By: mag. Igor Omerza
First of all, I would like to emphasise that Roter’s immediate family was deeply immersed in UDBA. In addition to him, both his wife Zofka and his brother Rado (with the UDBA Department for Clergy) were agents, while his brother Zoro was engaged by the military secret political police (popularly known as KOS), but he also reported to the Slovenian UDBA. “Wherever you go, UDBA–the Roter family is everywhere!”
In his two books about himself, Padle maske and Pravi obraz, Zdenko Roter paradoxically revealed very little, too little, about his 15 years of work with UDBA, and far too much about his long-term collaboration with Milan Kučan. Too much, because in doing so, he disclosed certain illegalities and thus seriously compromised himself!? It is a pity that he did not act similarly regarding UDBA. In any case, in his books, he did not discard the UDBA mask nor reveal his true, UDBA face.
There is little UDBA and memoir material about him, but enough to know that he interrogated priests, Ljubo Sirc, Boris Fakin, and spied on cultural figures (e.g., Kocbek) through informant Piette (Jože Javoršek), and that besides his work in the Department for Clergy, he later became head of the Ljubljana UDBA, which handled two-thirds of the work of the Slovenian UDBA. In this “Ljubljana” capacity, he signed numerous reports that then went to the top of the Slovenian UDBA. I have only found one of these reports, though there must have been hundreds.
He played a vile role in the Nagode trial (1947). Here, the innocent Boris Furlan – through the active assistance of UDBA interrogator Roter – was sentenced to death, then “pardoned” to 20 years in prison, but was effectively “medically” killed there.

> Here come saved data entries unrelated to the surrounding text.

//! Market feed models
//!
//! This module contains the core data types exchanged with callers:
//! - `types` - Type aliases for common identifiers (ProviderId)
//! - `request` - What the caller asks for (QuoteRequest, Timeframe, ProviderPreference)
//! - `series` - What providers return (PricePoint, TimeSeries, SeriesMetadata)
//! - `report` - Reconciliation output (Discrepancy, QualityScore, ConsistencyReport)

mod report;
mod request;
mod series;
mod types;

pub use report::{
    ConsistencyReport, DateRange, Discrepancy, DiscrepancyKind, DiscrepancySeverity,
    QualityScore, RecommendedSource,
};
pub use request::{ProviderPreference, QuoteRequest, Timeframe};
pub use series::{DataOrigin, PricePoint, SeriesMetadata, TimeSeries};
pub use types::ProviderId;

Alenka Puhar brilliantly revealed this in the concluding remarks of her book about Boris Furlan (Skozi gosto noč). Among other things, she wrote that Furlan was diligently interrogated by Zdenko Roter, who repeatedly recorded: “The interrogated refuses to answer the question. The interrogated again refuses to answer. The interrogated foolishly claims never to have thought about this…”
In his book Padle maske (2013), Zdenko Roter writes that Dachau interrogators were particularly brutal, but he does not name them to protect their children from being stigmatised. Hm, who protected the children of publicly slandered and judicially murdered or imprisoned Dachau defendants? Moreover, Roter had close contact with the UDBA brutalist Verij Winkler, who killed Dachau defendant Janez Peranič during interrogation. I will reveal more about Dachau interrogators and other aspects of the Dachau trials in my upcoming book on these trials.

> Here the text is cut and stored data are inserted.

#[cfg(test)]
mod tests {
    use super::*;

    #[test]
    fn test_minute_rate_limit_is_retryable() {
        let error = MarketDataError::RateLimited {
            provider: "ALPHA".to_string(),
            retry_after_seconds: Some(12),
            daily_limit: false,
        };
        assert_eq!(error.error_type(), ErrorType::RateLimited);
        assert!(error.is_retryable());
        assert_eq!(error.retry_after_seconds(), Some(12));
    }

    #[test]
    fn test_daily_rate_limit_is_not_retryable() {
        let error = MarketDataError::RateLimited {
            provider: "ALPHA".to_string(),
            retry_after_seconds: Some(3600),
            daily_limit: true,
        };
        assert!(!error.is_retryable());
        assert_eq!(
            error.suggested_action(),
            Some("Try again tomorrow or switch to another data provider.")
        );
    }

    #[test]
    fn test_terminal_errors_are_not_retryable() {
        let errors = [
            MarketDataError::InvalidApiKey {
                provider: "BETA".to_string(),
            },
            MarketDataError::SymbolNotFound {
                symbol: "ZZZZ".to_string(),
                suggestions: vec![],
            },
            MarketDataError::invalid_request("bad symbol"),
            MarketDataError::Cancelled {
                operation_id: "op-1".to_string(),
            },
        ];
        for error in errors {
            assert!(!error.is_retryable(), "{:?} should be terminal", error);
        }
    }

    #[test]
    fn test_circuit_open_maps_to_service_unavailable() {
        let error = MarketDataError::CircuitOpen {
            provider: "ALPHA".to_string(),
            retry_after_seconds: 45,
        };
        assert_eq!(error.error_type(), ErrorType::ServiceUnavailable);
        assert!(error.is_retryable());
        assert_eq!(error.retry_after_seconds(), Some(45));
    }

    #[test]
    fn test_wrappers_delegate_to_root() {
        let inner = MarketDataError::Network {
            provider: "ALPHA".to_string(),
            message: "connection reset".to_string(),
            timed_out: false,
        };
        let exhausted = MarketDataError::Exhausted {
            attempts: 4,
            source: Box::new(inner),
        };
        let aggregate = MarketDataError::AllProvidersFailed {
            last: Box::new(exhausted.clone()),
            attempts: vec![],
        };

        assert_eq!(exhausted.error_type(), ErrorType::NetworkError);
        assert_eq!(exhausted.attempts(), Some(4));
        assert_eq!(aggregate.error_type(), ErrorType::NetworkError);
        assert_eq!(aggregate.attempts(), Some(4));
        assert!(aggregate.is_all_providers_failed());
        assert!(!exhausted.is_all_providers_failed());
        assert_eq!(aggregate.provider(), Some("ALPHA"));
    }

    #[test]
    fn test_symbol_not_found_mentions_suggestions() {
        let error = MarketDataError::SymbolNotFound {
            symbol: "APPL".to_string(),
            suggestions: vec!["AAPL".to_string()],
        };
        assert_eq!(
            error.user_friendly_message(),
            "Symbol 'APPL' was not found. Did you mean AAPL?"
        );
    }

    #[test]
    fn test_error_display() {
        let error = MarketDataError::Exhausted {
            attempts: 3,
            source: Box::new(MarketDataError::ServiceUnavailable {
                provider: "BETA".to_string(),
                message: "HTTP 503".to_string(),
                retry_after_seconds: None,
            }),
        };
        assert_eq!(
            format!("{}", error),
            "Service unavailable: BETA - HTTP 503 (after 3 attempts)"
        );
    }

    #[test]
    fn test_error_response_shape() {
        let error = MarketDataError::AllProvidersFailed {
            last: Box::new(MarketDataError::RateLimited {
                provider: "BETA".to_string(),
                retry_after_seconds: Some(30),
                daily_limit: false,
            }),
            attempts: vec![],
        };
        let response = ErrorResponse::from(&error);
        let json = serde_json::to_value(&response).unwrap();

        assert_eq!(json["type"], "RATE_LIMITED");
        assert_eq!(json["retryable"], true);
        assert_eq!(json["retryAfterSeconds"], 30);
        assert_eq!(json["allProvidersFailed"], true);
        assert!(json["userFriendlyMessage"]
            .as_str()
            .unwrap()
            .contains("request limits"));
    }
}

Most media uncritically reported that he was the founder of the sociology of religion, while omitting that his basic knowledge of religion came from interrogations and secret surveillance of priests. As a professor at FSPN, he further reinforced his knowledge of religion with UDBA secret documentation sent exclusively to him (e.g., in March 1967, UDBA chief Silvo Gorenc sent him 23 pages of strictly confidential material about “the clergy”).
The Slovenian Sociological Society published a shameful text upon Roter’s death. His long-term work with UDBA was euphemised as undefined “post-war assignments in the security service.” Do sociologists really not know that this was a criminal secret political police? They also wrote: “Upon the death of Professor Roter, we honour his scholarly opus, his indelible social commitment, and personal integrity.” A more accurate statement would be: “We are appalled by the knowledge he gained through UDBA and his indelible surveillance and destruction of others’ lives.”

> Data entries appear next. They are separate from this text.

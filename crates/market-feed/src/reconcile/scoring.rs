use chrono::NaiveDate;

use crate::models::{Discrepancy, DiscrepancySeverity, QualityScore};

use super::interpolate::business_days_elapsed;

const CONSISTENCY_WEIGHT: f64 = 0.4;
const COMPLETENESS_WEIGHT: f64 = 0.3;
const FRESHNESS_WEIGHT: f64 = 0.2;
const RELIABILITY_WEIGHT: f64 = 0.1;

pub(super) fn round_to(value: f64, decimals: i32) -> f64 {
    let factor = 10f64.powi(decimals);
    (value * factor).round() / factor
}

pub(super) struct QualityInputs<'a> {
    pub discrepancies: &'a [Discrepancy],
    /// Populated dates of the better-covered series.
    pub populated: usize,
    pub union: usize,
    pub latest_common: Option<NaiveDate>,
    pub as_of: NaiveDate,
}

impl QualityInputs<'_> {
    fn consistency(&self) -> f64 {
        let penalty: f64 = self
            .discrepancies
            .iter()
            .map(|d| match d.severity {
                DiscrepancySeverity::High => 10.0,
                DiscrepancySeverity::Medium => 5.0,
                DiscrepancySeverity::Low => 0.0,
            })
            .sum();
        (100.0 - penalty).max(0.0)
    }

    fn completeness(&self) -> f64 {
        self.populated as f64 / self.union as f64 * 100.0
    }

    /// One business day of lag is normal; each further day costs 10 points.
    fn freshness(&self) -> f64 {
        match self.latest_common {
            Some(latest) => {
                let stale = business_days_elapsed(latest, self.as_of).saturating_sub(1);
                (100.0 - 10.0 * stale as f64).max(0.0)
            }
            None => 0.0,
        }
    }

    pub fn score(&self) -> QualityScore {
        if self.union == 0 {
            return QualityScore {
                overall: 0.0,
                consistency: 0.0,
                completeness: 0.0,
                freshness: 0.0,
                reliability: 0.0,
            };
        }

        let consistency = self.consistency();
        let completeness = self.completeness();
        let freshness = self.freshness();
        let reliability = if consistency >= 90.0 {
            100.0
        } else {
            consistency
        };
        let overall = CONSISTENCY_WEIGHT * consistency
            + COMPLETENESS_WEIGHT * completeness
            + FRESHNESS_WEIGHT * freshness
            + RELIABILITY_WEIGHT * reliability;

        QualityScore {
            overall: round_to(overall, 2),
            consistency: round_to(consistency, 2),
            completeness: round_to(completeness, 2),
            freshness: round_to(freshness, 2),
            reliability: round_to(reliability, 2),
        }
    }
}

Master William Shakespeare, through Antony’s speech over the slain Caesar, says: “The evil that men do lives after them; the good is oft interred with their bones.” The same will be true of Zdenko Roter. He will sink into oblivion as the founder of the sociology of religion and as an ardent Kučan supporter, remembered only occasionally when something nefarious from the dark depths of UDBA (e.g., the opening of Belgrade archives) comes to light.
This is not something a normal person would wish for before, during, or after their passage into eternity.